The Ingester can get the listing of these phrases this is the prevent phrases both shape a few configurations or a few databases that it has the following step is to carry out a technique known as Stemming at the closing phrases to discover the foundation phrase. Stemming is the technique of decreasing inflected or every so often known as derived phrases to the phrase stem or root phrase For example, the root word for Bangalore is Bangalore and for IT Hub it is IT Hub. But here companies actually can become a company.
The Ingester component then passes the tweet along with the root terms to the search index component. It is to be noted that Ingester would comply with at least three application servers and we can of course always increase these application servers as the load on the service increases.
The search index module will generally create an inverted index. An inverted index is nothing but an "Index Datastrcuture" which stores or saves a mapping among the contents together with phrases to its area withinside the report or set of files that are in our case might be ready of tweets. For the search index, the search-index for micro provider or thing shops the phrases together with the Tweet ID withinside the datastore.
Now there is more than one process or we can say multiple approaches to shard the data store, The first and easy approach to shard the data store is by “Sharding by words.” In this approach, we shard the database by the hash of the word, which means different words will be in different partitions, and then a single partition will hold all the tweets that contain that word.
In this case to find the tweets containing a specific word we just need to go to a single partition. So, in that case, the search is very fast however the call form and Ingester to a search index to generate this inverted index will be slower, because it's possible now that a tweet may contain 9, 10, 12, 13, or even more terms.
So, we would be going to different partitions to write the word – to- tweet ID mapping in all those partitions for all the different terms or words which are Tweet contains.

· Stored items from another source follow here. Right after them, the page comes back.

// ============================================================
// Layer 5 — LRCN (Long-term Recurrent Convolutional Network)
// ============================================================
// Encode every frame with a small CNN, run the sequence of
// frame embeddings through stacked LSTMs, classify the mean
// hidden state.
//
//   [N, K, 3, H, W]
//     │ fold time into batch        → [N·K, 3, H, W]
//     │ 3 × (conv 3×3 /2, BN, ReLU) → [N·K, 128, H/8, W/8]
//     │ adaptive avg pool           → [N·K, 128]
//     │ linear + ReLU               → [N·K, latent_dim]
//     │ unfold time                 → [N, K, latent_dim]
//     │ LSTM × lstm_layers          → [N, K, hidden_size]
//     │ mean over K, dropout
//     ▼ linear                      → [N, num_classes]
//
// Reference: Donahue et al. (2015) Long-term Recurrent
//            Convolutional Networks for Visual Recognition

use burn::{
    nn::{
        conv::{Conv2d, Conv2dConfig},
        pool::{AdaptiveAvgPool2d, AdaptiveAvgPool2dConfig},
        BatchNorm, BatchNormConfig,
        Dropout, DropoutConfig,
        Linear, LinearConfig,
        Lstm, LstmConfig,
        PaddingConfig2d,
    },
    prelude::*,
    tensor::activation::relu,
};

use crate::ml::model::ActionClassifier;

const ENCODER_CHANNELS: [usize; 4] = [3, 32, 64, 128];

#[derive(Config, Debug)]
pub struct LrcnConfig {
    pub num_classes: usize,
    #[config(default = 512)]
    pub latent_dim:  usize,
    #[config(default = 256)]
    pub hidden_size: usize,
    #[config(default = 2)]
    pub lstm_layers: usize,
    #[config(default = 0.5)]
    pub dropout:     f64,
}

impl LrcnConfig {
    pub fn init<B: Backend>(&self, device: &B::Device) -> Lrcn<B> {
        let encoder = ENCODER_CHANNELS
            .windows(2)
            .map(|pair| ConvBlock::new([pair[0], pair[1]], device))
            .collect();
        let pool      = AdaptiveAvgPool2dConfig::new([1, 1]).init();
        let embedding = LinearConfig::new(ENCODER_CHANNELS[3], self.latent_dim).init(device);

        let lstm = (0..self.lstm_layers)
            .map(|layer| {
                let d_input = if layer == 0 { self.latent_dim } else { self.hidden_size };
                LstmConfig::new(d_input, self.hidden_size, true).init(device)
            })
            .collect();

        Lrcn {
            encoder,
            pool,
            embedding,
            lstm,
            dropout: DropoutConfig::new(self.dropout).init(),
            head:    LinearConfig::new(self.hidden_size, self.num_classes).init(device),
        }
    }
}

// ─── Frame encoder block ──────────────────────────────────────────────────────
#[derive(Module, Debug)]
pub struct ConvBlock<B: Backend> {
    conv: Conv2d<B>,
    norm: BatchNorm<B, 2>,
}

impl<B: Backend> ConvBlock<B> {
    fn new(channels: [usize; 2], device: &B::Device) -> Self {
        let conv = Conv2dConfig::new(channels, [3, 3])
            .with_stride([2, 2])
            .with_padding(PaddingConfig2d::Explicit(1, 1))
            .init(device);
        let norm = BatchNormConfig::new(channels[1]).init(device);
        Self { conv, norm }
    }

    fn forward(&self, x: Tensor<B, 4>) -> Tensor<B, 4> {
        relu(self.norm.forward(self.conv.forward(x)))
    }
}

// ─── Lrcn ─────────────────────────────────────────────────────────────────────
#[derive(Module, Debug)]
pub struct Lrcn<B: Backend> {
    encoder:   Vec<ConvBlock<B>>,
    pool:      AdaptiveAvgPool2d,
    embedding: Linear<B>,
    lstm:      Vec<Lstm<B>>,
    dropout:   Dropout,
    head:      Linear<B>,
}

impl<B: Backend> Lrcn<B> {
    /// Per-frame embeddings: [N·K, C, H, W] → [N·K, latent_dim]
    fn encode_frames(&self, frames: Tensor<B, 4>) -> Tensor<B, 2> {
        let mut x = frames;
        for block in &self.encoder {
            x = block.forward(x);
        }
        let [batch, channels, _, _] = x.dims();
        let x = self.pool.forward(x).reshape([batch, channels]);
        relu(self.embedding.forward(x))
    }
}

impl<B: Backend> ActionClassifier<B> for Lrcn<B> {
    fn forward(&self, clips: Tensor<B, 5>) -> Tensor<B, 2> {
        let [n, k, c, h, w] = clips.dims();

        let latent = self.encode_frames(clips.reshape([n * k, c, h, w]));
        let [_, latent_dim] = latent.dims();
        let mut seq = latent.reshape([n, k, latent_dim]);

        for layer in &self.lstm {
            let (output, _state) = layer.forward(seq, None);
            seq = output;
        }

        let [_, _, hidden] = seq.dims();
        let pooled = seq.mean_dim(1).reshape([n, hidden]);
        self.head.forward(self.dropout.forward(pooled))
    }
}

In our example of the tweet, we are saying that “Bangalore is becoming a hub of IT companies, we have four different terms or words. When Ingester will send the Write operation to the search index we will go to four different partitions for the word “Bangalore”, “hub”, IT, and company to store the Tweet ID mapping to all those words. There are some other issues with this approach for example if a word becomes hot then there will be lots of queries that come into this partition storing that word.

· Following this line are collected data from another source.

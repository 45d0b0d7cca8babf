// ============================================================
// Layer 2 — Predict Use Case
// ============================================================
// Classify one video with a trained checkpoint:
//
//   1. Read train_config.json to learn which model was trained
//   2. Sample frames from the video with that model's policy
//      and stage them as PNGs under <staging>/<model>/
//   3. Rebuild the model and load <ckp_dir>/<restore_file>
//   4. Transform the staged frames and return the top-10 classes
//
// Frames are staged before the checkpoint is read, so a video
// that is too short fails without loading any weights.

use anyhow::{ensure, Context, Result};
use burn::prelude::*;
use rand::Rng;
use std::{
    fs,
    path::{Path, PathBuf},
};

use crate::data::transform::FrameTransform;
use crate::domain::clip::Prediction;
use crate::infra::{
    checkpoint::{load_checkpoint, CheckpointManager},
    reproducibility::seed_everything,
    video::{open_video, staging_name, FrameStager},
};
use crate::ml::{
    inferencer::{Inferencer, TOP_K},
    model::ModelSpec,
};

type InferBackend = burn::backend::Wgpu;

#[derive(Debug, Clone)]
pub struct PredictConfig {
    pub video:        PathBuf,
    pub ckp_dir:      PathBuf,
    pub restore_file: String,
    pub staging_dir:  PathBuf,
    pub seed:         u64,
    /// Optional class list, one name per line in class-index order
    pub classes:      Option<PathBuf>,
}

pub struct PredictUseCase {
    config: PredictConfig,
}

impl PredictUseCase {
    pub fn new(config: PredictConfig) -> Self {
        Self { config }
    }

    pub fn execute(&self) -> Result<Vec<Prediction>> {
        let device  = burn::backend::wgpu::WgpuDevice::default();
        let mut rng = seed_everything::<InferBackend>(self.config.seed);
        self.run::<InferBackend, _>(&device, &mut rng)
    }

    pub fn run<B: Backend, R: Rng>(&self, device: &B::Device, rng: &mut R) -> Result<Vec<Prediction>> {
        let cfg  = &self.config;
        let ckpt = CheckpointManager::open(&cfg.ckp_dir);

        // ── Step 1: Which model? ──────────────────────────────────────────────
        let train_cfg   = ckpt.load_config()?;
        let num_classes = train_cfg.num_classes();
        let spec        = &train_cfg.model;
        tracing::info!("Checkpoint holds a {} model for {}", spec.name(), train_cfg.dataset);

        let class_names = match &cfg.classes {
            Some(path) => Some(read_class_names(path)?),
            None       => None,
        };

        // ── Step 2: Stage frames ──────────────────────────────────────────────
        let mut video = open_video(&cfg.video)?;
        let stager    = FrameStager::new(&cfg.staging_dir, spec.name())?;
        let name      = staging_name(rng);
        let policy    = spec.sampling_policy();
        stager.extract(video.as_mut(), policy, &name, rng)?;

        let frames = stager.staged_frames(&name)?;
        ensure!(!frames.is_empty(), "no frames could be extracted from '{}'", cfg.video.display());
        if frames.len() < policy.frames() {
            tracing::warn!(
                "Only {} of {} frames could be extracted; predicting on a shorter clip",
                frames.len(), policy.frames()
            );
        }
        tracing::info!("Staged {} frames as '{}'", frames.len(), stager.frame_path(&name, 1).display());

        // ── Steps 3–4: Load weights and classify ──────────────────────────────
        let weights   = ckpt.path(&cfg.restore_file);
        let transform = FrameTransform::new(spec.resize_to());
        let names     = class_names.as_deref();

        match spec {
            ModelSpec::Lrcn(args) => {
                let model = args.config(num_classes).init::<B>(device);
                let (model, _) = load_checkpoint(&weights, model, device)?;
                Inferencer::new(model, transform, device.clone()).predict(&frames, TOP_K, names)
            }
            ModelSpec::C3d(args) => {
                let model = args.config(num_classes).init::<B>(device);
                let (model, _) = load_checkpoint(&weights, model, device)?;
                Inferencer::new(model, transform, device.clone()).predict(&frames, TOP_K, names)
            }
        }
    }
}

/// Read a class list. Accepts plain names or `<index> <name>`
/// lines (as in UCF101's classInd.txt); blank lines are skipped.
pub fn read_class_names(path: &Path) -> Result<Vec<String>> {
    let text = fs::read_to_string(path)
        .with_context(|| format!("Cannot read class list '{}'", path.display()))?;

    Ok(text
        .lines()
        .map(str::trim)
        .filter(|line| !line.is_empty())
        .map(|line| match line.split_once(char::is_whitespace) {
            Some((index, name)) if index.parse::<usize>().is_ok() => name.trim().to_string(),
            _ => line.to_string(),
        })
        .collect())
}
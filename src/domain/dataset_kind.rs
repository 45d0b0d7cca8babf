// ============================================================
// Layer 3 — Dataset Identity
// ============================================================
// The pipeline knows two public action-recognition benchmarks,
// three official train/test partitions for each, and three
// preprocessing variants (how frames were sampled from every
// video before the archive was published).
//
// clap's ValueEnum derive lets the CLI reject anything else at
// parse time with a usage message; serde lets TrainConfig carry
// these values into train_config.json.

use clap::ValueEnum;
use serde::{Deserialize, Serialize};
use std::fmt;

/// A supported benchmark.
#[derive(Debug, Clone, Copy, PartialEq, Eq, Hash, Serialize, Deserialize, ValueEnum)]
#[serde(rename_all = "lowercase")]
pub enum DatasetKind {
    /// HMDB51 — 51 action classes
    Hmdb51,
    /// UCF101 — 101 action classes
    Ucf101,
}

impl DatasetKind {
    /// Number of output classes the classifier head must produce
    pub fn num_classes(self) -> usize {
        match self {
            DatasetKind::Hmdb51 => 51,
            DatasetKind::Ucf101 => 101,
        }
    }

    /// Lower-case identifier, as used on the command line and in archive names
    pub fn as_str(self) -> &'static str {
        match self {
            DatasetKind::Hmdb51 => "hmdb51",
            DatasetKind::Ucf101 => "ucf101",
        }
    }
}

impl fmt::Display for DatasetKind {
    fn fmt(&self, f: &mut fmt::Formatter<'_>) -> fmt::Result {
        f.write_str(self.as_str())
    }
}

/// One of the three official train/test partitions.
#[derive(Debug, Clone, Copy, PartialEq, Eq, Default, Serialize, Deserialize, ValueEnum)]
#[serde(rename_all = "lowercase")]
pub enum DataSplit {
    #[default]
    Split1,
    Split2,
    Split3,
}

impl DataSplit {
    pub fn as_str(self) -> &'static str {
        match self {
            DataSplit::Split1 => "split1",
            DataSplit::Split2 => "split2",
            DataSplit::Split3 => "split3",
        }
    }
}

impl fmt::Display for DataSplit {
    fn fmt(&self, f: &mut fmt::Formatter<'_>) -> fmt::Result {
        f.write_str(self.as_str())
    }
}

/// Frame-sampling strategy applied when the dataset archive was built.
#[derive(Debug, Clone, Copy, PartialEq, Eq, Default, Serialize, Deserialize, ValueEnum)]
pub enum ProcessType {
    /// 5 frames spread evenly across the whole video
    #[default]
    #[value(name = "5_frames_uniform")]
    #[serde(rename = "5_frames_uniform")]
    FiveFramesUniform,

    /// 5 consecutive frames from a random position
    #[value(name = "5_frames_conse_rand")]
    #[serde(rename = "5_frames_conse_rand")]
    FiveFramesConseRand,

    /// 16 consecutive frames from a random position
    #[value(name = "16_frames_conse_rand")]
    #[serde(rename = "16_frames_conse_rand")]
    SixteenFramesConseRand,
}

impl ProcessType {
    pub fn as_str(self) -> &'static str {
        match self {
            ProcessType::FiveFramesUniform      => "5_frames_uniform",
            ProcessType::FiveFramesConseRand    => "5_frames_conse_rand",
            ProcessType::SixteenFramesConseRand => "16_frames_conse_rand",
        }
    }
}

impl fmt::Display for ProcessType {
    fn fmt(&self, f: &mut fmt::Formatter<'_>) -> fmt::Result {
        f.write_str(self.as_str())
    }
}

To mitigate that we can add Caching mechanism in front of the data store, and we can also add a large number of replicas for that particular partition in the distributed cache. The second approach is shared by Tweet ID. In this case, the write operation will go to a single partition and all the mapping between the words with Tweet ID will be stored there. With this Sharding approach, the write operation is very fast because we are just going to a single partition.

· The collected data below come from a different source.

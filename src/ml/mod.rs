// ============================================================
// Layer 5 — ML / Model Layer (Burn)
// ============================================================
// This layer contains the Burn networks and the loops that
// drive them.
//
// What's in this layer:
//
//   model.rs      — ActionClassifier trait, cross-entropy
//                   helper, and ModelSpec (which network to
//                   build, with which arguments)
//
//   lrcn.rs       — CNN frame encoder + stacked LSTM
//
//   c3d.rs        — 3D convolutional network
//
//   trainer.rs    — The training loop
//                   One pass per epoch, validation, best
//                   tracking and checkpoint writes
//
//   inferencer.rs — Staged frames → top-k softmax classes
//
// Reference: Burn Book §3 (Building Blocks)
//            Burn Book §5 (Training)

/// Classifier trait and model selection
pub mod model;

/// LRCN architecture
pub mod lrcn;

/// C3D architecture
pub mod c3d;

/// Full training loop with validation and checkpointing
pub mod trainer;

/// Inference engine — staged frames to top-k classes
pub mod inferencer;
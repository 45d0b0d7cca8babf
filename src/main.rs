#![allow(dead_code, unused_imports)]
#![recursion_limit = "256"]

mod cli;
mod application;
mod domain;
mod data;
mod error;
mod ml;
mod infra;

use anyhow::Result;
use cli::Cli;
use clap::Parser;

fn main() -> Result<()> {
    tracing_subscriber::fmt()
        .with_env_filter(
            tracing_subscriber::EnvFilter::from_default_env()
                .add_directive("action_recognition=info".parse()?),
        )
        .init();

    let cli = Cli::parse();
    cli.run()
}
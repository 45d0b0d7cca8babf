// ============================================================
// Layer 1 — CLI Commands and Arguments
// ============================================================
// Defines the three subcommands and all their flags:
//
//   train         --data-dir … --dataset … <lrcn|c3d> [model flags]
//   predict       --video … --ckp-dir …
//   build-dataset --dataset … --process-type …
//
// The model is itself a subcommand of `train`, so each
// architecture only accepts its own arguments.
//
// clap's derive macros automatically generate:
//   - help text (--help)
//   - error messages for missing args and bad enum values
//   - type conversion (string → usize, f64, etc.)
//
// Reference: Rust Book §12 (Building a CLI Program)

use clap::{Args, Subcommand};
use std::path::PathBuf;

use crate::application::{
    build_dataset_use_case::BuildDatasetConfig,
    predict_use_case::PredictConfig,
    train_use_case::TrainConfig,
};
use crate::domain::dataset_kind::{DataSplit, DatasetKind, ProcessType};
use crate::infra::reproducibility::DEFAULT_SEED;
use crate::ml::model::{C3dArgs, LrcnArgs, ModelSpec};

#[derive(Subcommand, Debug)]
pub enum Commands {
    /// Train an action recognition model on a processed dataset
    Train(TrainArgs),

    /// Classify a video with a trained checkpoint
    Predict(PredictArgs),

    /// Download and unpack a processed dataset
    BuildDataset(BuildDatasetArgs),
}

// ─── train ────────────────────────────────────────────────────────────────────
#[derive(Args, Debug)]
pub struct TrainArgs {
    /// Processed dataset root (splits/ and frames/)
    #[arg(long)]
    pub data_dir: String,

    /// Directory for checkpoints, metric records and train_config.json
    #[arg(long, default_value = "./ckp/baseline")]
    pub ckp_dir: String,

    #[arg(long, value_enum)]
    pub dataset: DatasetKind,

    #[arg(long, value_enum, default_value_t = DataSplit::Split1)]
    pub data_split: DataSplit,

    #[arg(long, default_value_t = 64)]
    pub batch_size: usize,

    /// Data loader worker threads (0 = load on the training thread).
    /// Batch order only repeats across runs with the same seed at 0.
    #[arg(long, default_value_t = 2)]
    pub num_workers: usize,

    #[arg(long, default_value_t = 5)]
    pub max_epochs: usize,

    /// Initial Adam learning rate
    #[arg(long, default_value_t = 1e-4)]
    pub lr: f64,

    /// Per-epoch exponential decay factor of the learning rate
    #[arg(long, default_value_t = 0.999)]
    pub sl_gamma: f64,

    #[arg(long, default_value_t = DEFAULT_SEED)]
    pub seed: u64,

    /// Append scalar metrics to this CSV file (tracking is off without it)
    #[arg(long)]
    pub metrics_csv: Option<String>,

    /// Log the running training loss every N steps
    #[arg(long, default_value_t = 10)]
    pub save_loss_steps: usize,

    #[command(subcommand)]
    pub model: ModelCommand,
}

/// Architecture to train, with its own arguments
#[derive(Subcommand, Debug)]
pub enum ModelCommand {
    /// CNN frame encoder + LSTM, 5 frames per clip
    Lrcn(LrcnCliArgs),

    /// 3D convolutional network, 16 frames per clip
    C3d(C3dCliArgs),
}

#[derive(Args, Debug)]
pub struct LrcnCliArgs {
    #[arg(long, default_value_t = 512)]
    pub latent_dim: usize,

    #[arg(long, default_value_t = 256)]
    pub hidden_size: usize,

    #[arg(long, default_value_t = 2)]
    pub lstm_layers: usize,

    #[arg(long, default_value_t = 0.5)]
    pub dropout: f64,

    #[arg(long, default_value_t = 256)]
    pub resize_to: u32,
}

#[derive(Args, Debug)]
pub struct C3dCliArgs {
    #[arg(long, default_value_t = 0.5)]
    pub dropout: f64,

    #[arg(long, default_value_t = 112)]
    pub resize_to: u32,
}

impl From<ModelCommand> for ModelSpec {
    fn from(m: ModelCommand) -> Self {
        match m {
            ModelCommand::Lrcn(a) => ModelSpec::Lrcn(LrcnArgs {
                latent_dim:  a.latent_dim,
                hidden_size: a.hidden_size,
                lstm_layers: a.lstm_layers,
                dropout:     a.dropout,
                resize_to:   a.resize_to,
            }),
            ModelCommand::C3d(a) => ModelSpec::C3d(C3dArgs {
                dropout:   a.dropout,
                resize_to: a.resize_to,
            }),
        }
    }
}

/// Convert CLI TrainArgs into the application-layer TrainConfig.
/// The application layer never sees clap types.
impl From<TrainArgs> for TrainConfig {
    fn from(a: TrainArgs) -> Self {
        TrainConfig {
            data_dir:        a.data_dir,
            ckp_dir:         a.ckp_dir,
            dataset:         a.dataset,
            data_split:      a.data_split,
            batch_size:      a.batch_size,
            num_workers:     a.num_workers,
            max_epochs:      a.max_epochs,
            lr:              a.lr,
            sl_gamma:        a.sl_gamma,
            seed:            a.seed,
            metrics_csv:     a.metrics_csv,
            save_loss_steps: a.save_loss_steps,
            model:           a.model.into(),
        }
    }
}

// ─── predict ──────────────────────────────────────────────────────────────────
#[derive(Args, Debug)]
pub struct PredictArgs {
    /// Video to classify: a directory of frame images or a .gif
    #[arg(long)]
    pub video: PathBuf,

    /// Directory the model was trained into
    #[arg(long, default_value = "./ckp/baseline")]
    pub ckp_dir: PathBuf,

    /// Checkpoint file inside --ckp-dir
    #[arg(long, default_value = "best.pth")]
    pub restore_file: String,

    /// Where extracted frames are written
    #[arg(long, default_value = "./deployment/staging")]
    pub staging_dir: PathBuf,

    #[arg(long, default_value_t = DEFAULT_SEED)]
    pub seed: u64,

    /// Class list to print names instead of indices
    #[arg(long)]
    pub classes: Option<PathBuf>,
}

impl From<PredictArgs> for PredictConfig {
    fn from(a: PredictArgs) -> Self {
        PredictConfig {
            video:        a.video,
            ckp_dir:      a.ckp_dir,
            restore_file: a.restore_file,
            staging_dir:  a.staging_dir,
            seed:         a.seed,
            classes:      a.classes,
        }
    }
}

// ─── build-dataset ────────────────────────────────────────────────────────────
#[derive(Args, Debug)]
pub struct BuildDatasetArgs {
    #[arg(long, default_value = "./data/")]
    pub data_folder: PathBuf,

    /// Shell script that sets up download credentials
    #[arg(long, default_value = "./script/kaggle_config.sh")]
    pub setup_script: PathBuf,

    #[arg(long, value_enum)]
    pub dataset: DatasetKind,

    #[arg(long, value_enum, default_value_t = ProcessType::FiveFramesUniform)]
    pub process_type: ProcessType,
}

impl From<BuildDatasetArgs> for BuildDatasetConfig {
    fn from(a: BuildDatasetArgs) -> Self {
        BuildDatasetConfig {
            data_folder:  a.data_folder,
            setup_script: a.setup_script,
            dataset:      a.dataset,
            process_type: a.process_type,
        }
    }
}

Search requires sending the request to all the partitions to read the list of tweets that contain a specific word. Then an aggregator server combines all those results from those different partitions before sending the final result to the user. The issue with this approach is that every single search query will hit all the partitions and thus will put extra pressure on the data store.
The Third sharding approach is to level shard by words and that Tweet ID. In this approach, we first perform the first layer sharding by the hash of the word to determine a group of partitions, and then we used the second layer sharding by Twitter ID to determine the person in that group where the word- to- Tweet ID mapping should be stored.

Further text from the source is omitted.